The presidential election was a noble cause. Of course, I was mightily impressed with the obvious intelligence and capability of Barack Obama, but the all-out fight, and by far the greatest effort, was to stop McCain/Palin and prevent the nation - and indirectly the world - being run according to the prejudices of Joe the Plumber and the Religious Right. We all knew the damage from four more years of Bush policies was unthinkable - particularly if they were served Palin-style. 

Then, even as Obama was pulling ahead and the race appeared to be going his way, the chickens of the Bush era came home to roost. The housing bubble burst, Wall Street collapsed, banks foundered, and credit became a memory. We emerged from the euphoria of the Obama victory and the inauguration of the first black president into a bleak winter world of layoffs, shutdowns, paycuts, and surging unemployment, where money didn't talk - it whimpered. With a worst-case possibility that capitalism itself might actually be collapsing, the only salvation seemed to be government intervention, and we heard the word "socialism" as a possible alternative rather than an epithet.  

As almost always happens, the noble cause gave way to worried self-interest. How were you and I going to survive in a world where Starbucks, General Motors, and Sprint Nextel are in deep trouble? The adult industry had encountered its own difficulties well before Wall Street crumbled and the banks spun out. Beset by piracy, constantly evolving technologies, plus the general decline in consumer spending, it had seen the disturbing decline in DVD sales and the falloff of online revenues.

I'm not quite sure what Larry Flynt and Joe Francis hoped to achieve when they went on TV to demand a $5 billion government porn bailout beyond garnering publicity for their repective empires, but it could hardly have endeared them to either the public or Washington.

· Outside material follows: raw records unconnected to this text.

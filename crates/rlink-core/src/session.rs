//! A connection to a long-lived R interpreter.
//!
//! [`Session`] owns the interpreter and the transfer endpoint and turns the
//! asynchronous exchange into a sequence of awaited calls:
//!
//! ```no_run
//! # async fn demo() -> rlink::Result<()> {
//! let mut session = rlink::Session::builder().connect().await?;
//! session.push(&[4.0, 5.0, 6.0], "mydata").await?;
//! session.run("mydata = mydata + 1").await?;
//! let out: Vec<f64> = session.pull("mydata").await?;
//! session.close().await
//! # }
//! ```
//!
//! Once an interpreter error or a decode failure happens, the session
//! latches it: every later call returns that error without doing anything
//! until [`Session::take_error`] clears it. Warnings are reported but never
//! latch.

use crate::config::{EndpointConfig, InterpreterConfig, ProtocolConfig};
use crate::endpoint::{EndpointHandle, TransferEndpoint};
use crate::interpreter::{check_dependencies, Interpreter, RProcess};
use crate::protocol::{self, validate_name};
use crate::store::BlobStore;
use crate::table::Table;
use crate::{Result, RlinkError};
use serde::de::DeserializeOwned;
use serde::Serialize;
use std::sync::Arc;
use tracing::{debug, error, info};

/// Builder for [`Session`].
#[derive(Debug, Clone, Default)]
pub struct SessionBuilder {
    r_binary: Option<String>,
    debug: bool,
    skip_dependency_check: bool,
}

impl SessionBuilder {
    pub fn new() -> Self {
        Self::default()
    }

    /// R executable to run. Defaults to `$RLINK_R_BINARY`, then `R`.
    pub fn r_binary(mut self, path: impl Into<String>) -> Self {
        self.r_binary = Some(path.into());
        self
    }

    /// Pass the interpreter's stdout/stderr through instead of discarding it.
    pub fn debug(mut self, debug: bool) -> Self {
        self.debug = debug;
        self
    }

    pub fn skip_dependency_check(mut self, skip: bool) -> Self {
        self.skip_dependency_check = skip;
        self
    }

    /// Check dependencies, start R and connect to it.
    pub async fn connect(self) -> Result<Session> {
        let program = self
            .r_binary
            .unwrap_or_else(InterpreterConfig::binary_from_env);

        if self.skip_dependency_check {
            debug!("Skipping dependency check for {}", program);
        } else {
            check_dependencies(&program).await?;
        }

        let process = RProcess::spawn(&program, self.debug)?;
        Session::with_interpreter(process).await
    }
}

/// Removes a pushed blob when the push returns.
struct BlobGuard {
    blobs: Arc<BlobStore>,
    key: String,
}

impl Drop for BlobGuard {
    fn drop(&mut self) {
        self.blobs.remove(&self.key);
    }
}

/// A connection to one interpreter.
///
/// Every operation takes `&mut self`: one command is in flight at a time.
pub struct Session {
    endpoint: EndpointHandle,
    interpreter: Box<dyn Interpreter>,
    error: Option<RlinkError>,
    next_id: u64,
}

impl Session {
    pub fn builder() -> SessionBuilder {
        SessionBuilder::new()
    }

    /// Connect over an already running interpreter.
    ///
    /// Starts the transfer endpoint and loads the R packages the command
    /// templates use.
    pub async fn with_interpreter(interpreter: impl Interpreter + 'static) -> Result<Self> {
        let endpoint = TransferEndpoint::start().await?;
        let mut session = Session {
            endpoint,
            interpreter: Box::new(interpreter),
            error: None,
            next_id: 0,
        };

        // The template itself needs these, so they go in unwrapped.
        let preamble: String = InterpreterConfig::REQUIRED_PACKAGES
            .iter()
            .map(|p| format!("library({})\n", p))
            .collect();
        session.interpreter.write_input(&preamble).await?;

        info!("Session connected on port {}", session.port());
        Ok(session)
    }

    /// Port of the transfer endpoint.
    pub fn port(&self) -> u16 {
        self.endpoint.port()
    }

    /// The latched error, if any.
    pub fn error(&self) -> Option<&RlinkError> {
        self.error.as_ref()
    }

    /// Clear and return the latched error.
    pub fn take_error(&mut self) -> Option<RlinkError> {
        self.error.take()
    }

    fn check(&self) -> Result<()> {
        match &self.error {
            Some(err) => Err(err.clone()),
            None => Ok(()),
        }
    }

    fn latch<T>(&mut self, result: Result<T>) -> Result<T> {
        if let Err(err) = &result {
            if err.is_sticky() && self.error.is_none() {
                error!("Session error: {}", err);
                self.error = Some(err.clone());
            }
        }
        result
    }

    fn next_key(&mut self, prefix: &str) -> String {
        let key = format!("{}.{}", prefix, self.next_id);
        self.next_id += 1;
        key
    }

    /// Run an R command.
    ///
    /// Returns `Err(RlinkError::InterpreterWarning)` when the command only
    /// warned; that does not latch.
    pub async fn run(&mut self, command: &str) -> Result<()> {
        self.check()?;
        let result = protocol::execute(&self.endpoint, self.interpreter.as_mut(), command).await;
        self.latch(result)
    }

    /// Assign the JSON encoding of `value` to the R variable `name`.
    pub async fn push<T: Serialize + ?Sized>(&mut self, value: &T, name: &str) -> Result<()> {
        self.check()?;
        validate_name(name)?;
        let encoded = serde_json::to_vec(value).map_err(RlinkError::from);
        let bytes = self.latch(encoded)?;
        self.push_bytes(bytes, name, protocol::fetch_command).await
    }

    /// Build the R data.frame `name` from `table`.
    ///
    /// The table is validated first; a mixed column is a non-latching error.
    pub async fn push_table(&mut self, table: &Table, name: &str) -> Result<()> {
        self.check()?;
        validate_name(name)?;
        table.validate()?;
        let encoded = serde_json::to_vec(table).map_err(RlinkError::from);
        let bytes = self.latch(encoded)?;
        self.push_bytes(bytes, name, protocol::fetch_table_command)
            .await
    }

    async fn push_bytes(
        &mut self,
        bytes: Vec<u8>,
        name: &str,
        build_command: fn(&str, &str) -> String,
    ) -> Result<()> {
        let key = self.next_key(ProtocolConfig::PUSH_KEY_PREFIX);
        let blobs = self.endpoint.blobs().clone();
        debug!("Pushing {} bytes to {} as {}", bytes.len(), name, key);
        blobs.put(key.clone(), bytes);
        let guard = BlobGuard { blobs, key };

        let command = build_command(name, &self.endpoint.url_for(&guard.key));
        let result = protocol::execute(&self.endpoint, self.interpreter.as_mut(), &command).await;
        self.latch(result)
    }

    /// Decode the R variable `name` into `T`.
    pub async fn pull<T: DeserializeOwned>(&mut self, name: &str) -> Result<T> {
        self.check()?;
        validate_name(name)?;
        self.pull_with(name, protocol::deliver_command).await
    }

    /// Read the R data.frame `name` into a [`Table`].
    pub async fn pull_table(&mut self, name: &str) -> Result<Table> {
        self.check()?;
        validate_name(name)?;
        self.pull_with(name, protocol::deliver_table_command).await
    }

    async fn pull_with<T: DeserializeOwned>(
        &mut self,
        name: &str,
        build_command: fn(&str, &str) -> String,
    ) -> Result<T> {
        let key = self.next_key(ProtocolConfig::PULL_KEY_PREFIX);
        let mut slot = self.endpoint.rendezvous().register(key.as_str());
        let command = build_command(name, &self.endpoint.url_for(&key));
        debug!("Pulling {} through {}", name, key);

        // The data arrives before the result record, so a command that
        // succeeded has already handed its payload over. A failed command
        // may never deliver, so the receive side is dropped.
        let outcome = {
            let receive = async {
                let delivery = slot.wait().await?;
                let bytes = delivery
                    .read_to_end(EndpointConfig::MAX_DELIVERY_BYTES)
                    .await?;
                serde_json::from_slice::<T>(&bytes)
                    .map_err(|e| RlinkError::decode(format!("variable {}", name), e))
            };
            let execute = protocol::execute(&self.endpoint, self.interpreter.as_mut(), &command);
            tokio::pin!(receive);
            tokio::pin!(execute);

            tokio::select! {
                executed = &mut execute => match executed {
                    Ok(()) => receive.await,
                    Err(e) => Err(e),
                },
                received = &mut receive => {
                    let executed = execute.await;
                    executed.and(received)
                }
            }
        };
        self.latch(outcome)
    }

    /// Quit the interpreter and stop the endpoint.
    ///
    /// Every step is attempted; the first failure is returned.
    pub async fn close(mut self) -> Result<()> {
        info!("Closing session on port {}", self.port());
        let quit = self
            .interpreter
            .write_input(InterpreterConfig::QUIT_COMMAND)
            .await;
        let closed = self.interpreter.close_input().await;
        let exited = self.interpreter.wait().await;
        let stopped = self.endpoint.shutdown().await;
        quit.and(closed).and(exited).and(stopped)
    }
}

Not that it really mattered. No imaginable White House would risk underwriting adult entertainment, and porn is only going to survive this depression by a combination of its own efforts and a general economic recovery.

No one in the industry could have seriously expected any government hand-outs. The best anybody could hope for from Candidate Obama was that, if elected, he might usher in a cultural climate of increased tolerance and an end to random Justice Department harrasment and prosecutions. While President Obama has been far too busy trying to save the economy and contain the Bush wars to lay out any kind of cultural agenda, he has proved hip and eminently reasonable. He has directly embraced gay equality in a number of major speeches, and will certainly not appoint a fanatic like John Ashcroft or an incompetent like Alberto Gonzales as Attorney General. I do, however, sense a slight aura of puritanism about him. I certainly don't see him handing over the FCC to the Religious Right, but if their support needed to be bought on some vital vote, I could see it being purchased with some token tightening up on porn.     

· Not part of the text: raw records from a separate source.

//! Centralized configuration for rlink.
//!
//! Constants for the transfer endpoint, the command protocol and the R
//! interpreter process. Runtime choices (binary path, debug output) live on
//! [`crate::SessionBuilder`].

/// Transfer endpoint configuration.
pub struct EndpointConfig;

impl EndpointConfig {
    /// Host the endpoint binds to and the interpreter calls back on.
    pub const LOOPBACK_HOST: &'static str = "127.0.0.1";
    /// Upper bound on a single delivered body read into memory.
    pub const MAX_DELIVERY_BYTES: usize = 1 << 30; // 1GiB
}

/// Command/result protocol configuration.
pub struct ProtocolConfig;

impl ProtocolConfig {
    /// Fixed rendezvous key for command results.
    pub const RESULT_KEY: &'static str = "r.result";
    /// Prefix for blobs pushed from the host into R.
    pub const PUSH_KEY_PREFIX: &'static str = "host.data";
    /// Prefix for payloads pulled from R into the host.
    pub const PULL_KEY_PREFIX: &'static str = "r.data";
    /// R variable holding the result record while a command runs.
    pub const RESULT_VAR: &'static str = "..rlink.ret";
    /// R scratch variable used by table transfers.
    pub const TABLE_SCRATCH_VAR: &'static str = "..rlink.tbl";
}

/// R interpreter process configuration.
pub struct InterpreterConfig;

impl InterpreterConfig {
    /// Default R executable looked up on `PATH`.
    pub const DEFAULT_BINARY: &'static str = "R";
    /// Environment variable overriding the default binary.
    pub const BINARY_ENV_VAR: &'static str = "RLINK_R_BINARY";
    /// Arguments for the long-lived interpreter.
    pub const SESSION_ARGS: &'static [&'static str] = &["--no-save"];
    /// Arguments for the one-shot dependency check (the check script follows).
    pub const CHECK_ARGS: &'static [&'static str] = &["--no-save", "-s", "-e"];
    /// R packages the command templates rely on.
    pub const REQUIRED_PACKAGES: &'static [&'static str] = &["jsonlite", "RCurl"];
    /// Command sent on close to end the interpreter.
    pub const QUIT_COMMAND: &'static str = "q()\n";

    /// Resolve the R binary from the environment, falling back to the default.
    pub fn binary_from_env() -> String {
        std::env::var(Self::BINARY_ENV_VAR)
            .ok()
            .filter(|s| !s.trim().is_empty())
            .unwrap_or_else(|| Self::DEFAULT_BINARY.to_string())
    }
}
impl Serialize for Column<'_> {
    fn serialize<S: Serializer>(&self, serializer: S) -> std::result::Result<S::Ok, S::Error> {
        self.values.serialize(serializer)
    }
}

/// Snapshot of one row. Later changes to the table are not visible.
#[derive(Debug, Clone, PartialEq)]
pub struct Row {
    col_names: Vec<String>,
    values: Vec<Value>,
}

impl Row {
    pub fn len(&self) -> usize {
        self.values.len()
    }

    pub fn is_empty(&self) -> bool {
        self.values.is_empty()
    }

    pub fn col_names(&self) -> &[String] {
        &self.col_names
    }

    pub fn values(&self) -> &[Value] {
        &self.values
    }

    /// Value in column `col_name`. Panics if there is no such column.
    pub fn value(&self, col_name: &str) -> &Value {
        let i = self
            .col_names
            .iter()
            .position(|n| n == col_name)
            .unwrap_or_else(|| panic!("unable to find column {:?}", col_name));
        &self.values[i]
    }

    /// Value at column position `i`. Panics if out of bounds.
    pub fn value_at(&self, i: usize) -> &Value {
        &self.values[i]
    }

    /// Typed value in column `col_name`.
    pub fn get<T: SimpleData>(&self, col_name: &str) -> Result<T> {
        self.value(col_name).get()
    }

    /// Typed value at column position `i`.
    pub fn get_index<T: SimpleData>(&self, i: usize) -> Result<T> {
        self.value_at(i).get()
    }
}

// Wire representation

#[derive(Serialize)]
struct ColumnOut<'a> {
    dtype: &'static str,
    val: &'a [Value],
}

#[derive(Serialize)]
#[serde(rename_all = "camelCase")]
struct TableOut<'a> {
    cols: Vec<ColumnOut<'a>>,
    col_names: &'a [String],
    row_names: Option<&'a [String]>,
    nameless_rows: bool,
}

#[derive(Deserialize)]
struct ColumnIn {
    dtype: String,
    #[serde(default)]
    val: JsonValue,
}

#[derive(Deserialize)]
#[serde(rename_all = "camelCase")]
struct TableIn {
    cols: Vec<ColumnIn>,
    col_names: Vec<String>,
    #[serde(default)]
    row_names: Option<Vec<String>>,
    #[serde(default)]
    nameless_rows: bool,
}

impl Serialize for Table {
    fn serialize<S: Serializer>(&self, serializer: S) -> std::result::Result<S::Ok, S::Error> {
        TableOut {
            cols: self
                .cols
                .iter()
                .map(|col| ColumnOut {
                    dtype: col.first().map_or(EMPTY_DTYPE, Value::dtype),
                    val: col,
                })
                .collect(),
            col_names: &self.col_names,
            row_names: self.row_names(),
            nameless_rows: self.has_nameless_rows(),
        }
        .serialize(serializer)
    }
}

impl<'de> Deserialize<'de> for Table {
    fn deserialize<D: Deserializer<'de>>(deserializer: D) -> std::result::Result<Self, D::Error> {
        let wire = TableIn::deserialize(deserializer)?;
        Table::from_wire(wire).map_err(D::Error::custom)
    }
}

impl Table {
    fn from_wire(wire: TableIn) -> std::result::Result<Self, String> {
        if wire.cols.len() != wire.col_names.len() {
            return Err(format!(
                "{} columns but {} column names",
                wire.cols.len(),
                wire.col_names.len()
            ));
        }
        if let Some(dup) = first_duplicate(&wire.col_names) {
            return Err(format!("duplicate column name {:?}", dup));
        }

        let mut cols = Vec::with_capacity(wire.cols.len());
        for (name, col) in wire.col_names.iter().zip(wire.cols) {
            let values =
                decode_column(&col.dtype, col.val).map_err(|e| format!("column {:?}: {}", name, e))?;
            cols.push(values);
        }

        let num_rows = cols.first().map_or(0, Vec::len);
        if let Some((name, col)) = wire
            .col_names
            .iter()
            .zip(&cols)
            .find(|(_, col)| col.len() != num_rows)
        {
            return Err(format!(
                "column {:?} has {} rows, expected {}",
                name,
                col.len(),
                num_rows
            ));
        }

        let rows = match (wire.nameless_rows, wire.row_names) {
            (true, Some(names)) if !names.is_empty() => {
                return Err("nameless table carries row names".to_string());
            }
            (true, _) => RowNaming::Nameless,
            (false, Some(names)) => {
                if names.len() != num_rows {
                    return Err(format!("{} row names for {} rows", names.len(), num_rows));
                }
                RowNaming::Named(names)
            }
            // Rows without a recorded mode are treated as nameless.
            (false, None) if num_rows > 0 => RowNaming::Nameless,
            (false, None) => RowNaming::Unset,
        };

        Ok(Table {
            columns_set: true,
            col_names: wire.col_names,
            cols,
            num_rows,
            rows,
            row_index: None,
        })
    }
}
//! Scripted stand-in for an R process.
//!
//! Understands the command templates rlink writes and a handful of R
//! statements, and calls back into the transfer endpoint over HTTP the way
//! RCurl would. Tables are kept in their wire JSON.

#![allow(dead_code)]

use async_trait::async_trait;
use regex::Regex;
use rlink::{Interpreter, Result, RlinkError};
use serde_json::{json, Value as JsonValue};
use std::collections::HashMap;
use std::sync::{Arc, LazyLock, Mutex};
use std::time::Duration;
use tokio::sync::mpsc;
use tokio::task::JoinHandle;

static TEMPLATE: LazyLock<Regex> = LazyLock::new(|| {
    Regex::new(
        r#"(?s)tryCatch\(\{\n(.*)\n\}, warning = function\(w\) \{.*httpPUT\("([^"]+)", toJSON\(\.\.rlink\.ret"#,
    )
    .unwrap()
});
static FETCH: LazyLock<Regex> =
    LazyLock::new(|| Regex::new(r#"^([\w.]+) <- fromJSON\(getURL\("([^"]+)"\)\)$"#).unwrap());
static DELIVER: LazyLock<Regex> = LazyLock::new(|| {
    Regex::new(r#"^invisible\(httpPUT\("([^"]+)", toJSON\(([\w.]+), digits = NA\)\)\)$"#).unwrap()
});
static FETCH_TABLE: LazyLock<Regex> = LazyLock::new(|| {
    Regex::new(r#"(?s)^\.\.rlink\.tbl <- fromJSON\(getURL\("([^"]+)"\), simplifyVector = FALSE\)\n([\w.]+) <- as\.data\.frame"#)
        .unwrap()
});
static DELIVER_TABLE: LazyLock<Regex> = LazyLock::new(|| {
    Regex::new(r#"(?s)^\.\.rlink\.tbl <- as\.data\.frame\(([\w.]+), stringsAsFactors = FALSE\)\ninvisible\(httpPUT\("([^"]+)""#)
        .unwrap()
});
static ADD: LazyLock<Regex> =
    LazyLock::new(|| Regex::new(r"^([\w.]+) = ([\w.]+) \+ (-?\d+(?:\.\d+)?)$").unwrap());
static WARNING: LazyLock<Regex> = LazyLock::new(|| Regex::new(r"^warning\('([^']*)'\)$").unwrap());
static STOP: LazyLock<Regex> = LazyLock::new(|| Regex::new(r"^stop\('([^']*)'\)$").unwrap());
static GRAPHICS: LazyLock<Regex> =
    LazyLock::new(|| Regex::new(r"^(?:plot|lines)\(([\w.]+), ([\w.]+)(?:, .*)?\)$").unwrap());

/// Fake interpreter fed through an in-process channel.
pub struct FakeR {
    input: Option<mpsc::UnboundedSender<String>>,
    task: Option<JoinHandle<()>>,
    commands: Arc<Mutex<Vec<String>>>,
}

impl FakeR {
    /// Start the fake. Must be called inside a tokio runtime.
    pub fn start() -> Self {
        let (tx, rx) = mpsc::unbounded_channel();
        let commands = Arc::new(Mutex::new(Vec::new()));
        let task = tokio::spawn(serve(rx, commands.clone()));
        Self {
            input: Some(tx),
            task: Some(task),
            commands,
        }
    }

    /// Command bodies seen so far, unwrapped from the template.
    pub fn commands(&self) -> Arc<Mutex<Vec<String>>> {
        self.commands.clone()
    }
}

#[async_trait]
impl Interpreter for FakeR {
    async fn write_input(&mut self, text: &str) -> Result<()> {
        let input = self.input.as_ref().ok_or_else(|| RlinkError::Transport {
            message: "fake R input is closed".into(),
        })?;
        input
            .send(text.to_string())
            .map_err(|_| RlinkError::Transport {
                message: "fake R has exited".into(),
            })
    }

    async fn close_input(&mut self) -> Result<()> {
        self.input = None;
        Ok(())
    }

    async fn wait(&mut self) -> Result<()> {
        if let Some(task) = self.task.take() {
            task.await
                .map_err(|e| RlinkError::Other(format!("fake R panicked: {}", e)))?;
        }
        Ok(())
    }
}

enum Outcome {
    Clean,
    Warning(String),
    Error(String),
    /// Reply with the old two-element array instead of the record.
    PairShape,
}

struct FakeState {
    vars: HashMap<String, JsonValue>,
    warn_is_error: bool,
    client: reqwest::Client,
}

async fn serve(mut rx: mpsc::UnboundedReceiver<String>, commands: Arc<Mutex<Vec<String>>>) {
    let mut state = FakeState {
        vars: HashMap::new(),
        warn_is_error: false,
        client: reqwest::Client::new(),
    };

    while let Some(text) = rx.recv().await {
        if text == "q()\n" {
            break;
        }
        let Some(caps) = TEMPLATE.captures(&text) else {
            // library() preamble and other raw input
            continue;
        };
        let body = caps[1].to_string();
        let result_url = caps[2].to_string();
        commands.lock().unwrap().push(body.clone());

        let record = match state.eval(&body).await {
            Outcome::Clean => json!({"Warning": "", "Error": ""}),
            Outcome::Warning(w) => json!({"Warning": w, "Error": ""}),
            Outcome::Error(e) => json!({"Warning": "", "Error": e}),
            Outcome::PairShape => json!(["", ""]),
        };
        state
            .client
            .put(&result_url)
            .body(record.to_string())
            .timeout(Duration::from_secs(10))
            .send()
            .await
            .expect("result delivery failed");
    }
}

fn not_found(name: &str) -> Outcome {
    Outcome::Error(format!("object '{}' not found", name))
}

impl FakeState {
    async fn eval(&mut self, body: &str) -> Outcome {
        if let Some(caps) = FETCH_TABLE.captures(body) {
            return self.fetch(&caps[2], &caps[1]).await;
        }
        if let Some(caps) = DELIVER_TABLE.captures(body) {
            return self.deliver(&caps[1], &caps[2]).await;
        }
        if let Some(caps) = FETCH.captures(body) {
            return self.fetch(&caps[1], &caps[2]).await;
        }
        if let Some(caps) = DELIVER.captures(body) {
            return self.deliver(&caps[2], &caps[1]).await;
        }
        if let Some(caps) = ADD.captures(body) {
            return self.add(&caps[1], &caps[2], &caps[3]);
        }
        if let Some(caps) = WARNING.captures(body) {
            return if self.warn_is_error {
                Outcome::Error(format!("(converted from warning) {}", &caps[1]))
            } else {
                Outcome::Warning(caps[1].to_string())
            };
        }
        if let Some(caps) = STOP.captures(body) {
            return Outcome::Error(caps[1].to_string());
        }
        if let Some(caps) = GRAPHICS.captures(body) {
            for name in [&caps[1], &caps[2]] {
                if !self.vars.contains_key(name) {
                    return not_found(name);
                }
            }
            return Outcome::Clean;
        }
        match body {
            "options(warn = 2)" | "options(warn=2)" => {
                self.warn_is_error = true;
                Outcome::Clean
            }
            "invisible(NULL)" => Outcome::Clean,
            "emit_pair_result()" => Outcome::PairShape,
            other => Outcome::Error(format!("could not find function for {:?}", other)),
        }
    }

    async fn fetch(&mut self, name: &str, url: &str) -> Outcome {
        let response = match self.client.get(url).send().await {
            Ok(response) => response,
            Err(e) => return Outcome::Error(e.to_string()),
        };
        if !response.status().is_success() {
            return Outcome::Error(format!("HTTP error {}", response.status()));
        }
        match response.json::<JsonValue>().await {
            Ok(value) => {
                self.vars.insert(name.to_string(), value);
                Outcome::Clean
            }
            Err(e) => Outcome::Error(e.to_string()),
        }
    }

    async fn deliver(&mut self, name: &str, url: &str) -> Outcome {
        let Some(value) = self.vars.get(name) else {
            return not_found(name);
        };
        let sent = self
            .client
            .put(url)
            .body(value.to_string())
            .timeout(Duration::from_secs(10))
            .send()
            .await;
        match sent {
            Ok(_) => Outcome::Clean,
            Err(e) => Outcome::Error(e.to_string()),
        }
    }

    fn add(&mut self, target: &str, source: &str, amount: &str) -> Outcome {
        let Some(value) = self.vars.get(source) else {
            return not_found(source);
        };
        let amount: f64 = amount.parse().unwrap();
        let bump = |v: &JsonValue| v.as_f64().map(|n| json!(n + amount));
        let result = match value {
            JsonValue::Array(items) => items.iter().map(bump).collect::<Option<Vec<_>>>().map(JsonValue::Array),
            other => bump(other),
        };
        match result {
            Some(result) => {
                self.vars.insert(target.to_string(), result);
                Outcome::Clean
            }
            None => Outcome::Error("non-numeric argument to binary operator".into()),
        }
    }
}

Obama is too smart to do anything drastic. The supporters of porn-as-free-speech are distressingly few on the ground, but enough progressives would look very askance at any War On Porn coming out of the Eric Holder Justice Department, unless it was on kiddie porn or something equally horrific - although I sometimes wonder if consenting kink could be mistaken for horror by uninitiated squares, no matter how liberal.

No argument that Barack Obama has lost some of his original gilded wonder. Every day we see him, often in his shirtsleeves, leaning forward in concentration, as he deals with some new and horrendous problem, usually not of his making, and all the while taking merciless and frequently inane fire from Republicans who have nothing better to do. The Obama presidency is not, right now, a happy time, and the man is leading us through some unbelievably bleak and ravaged landscapes. But I am still very glad he's out there walking point for America. We picked him, and now is not the time to regret the decision.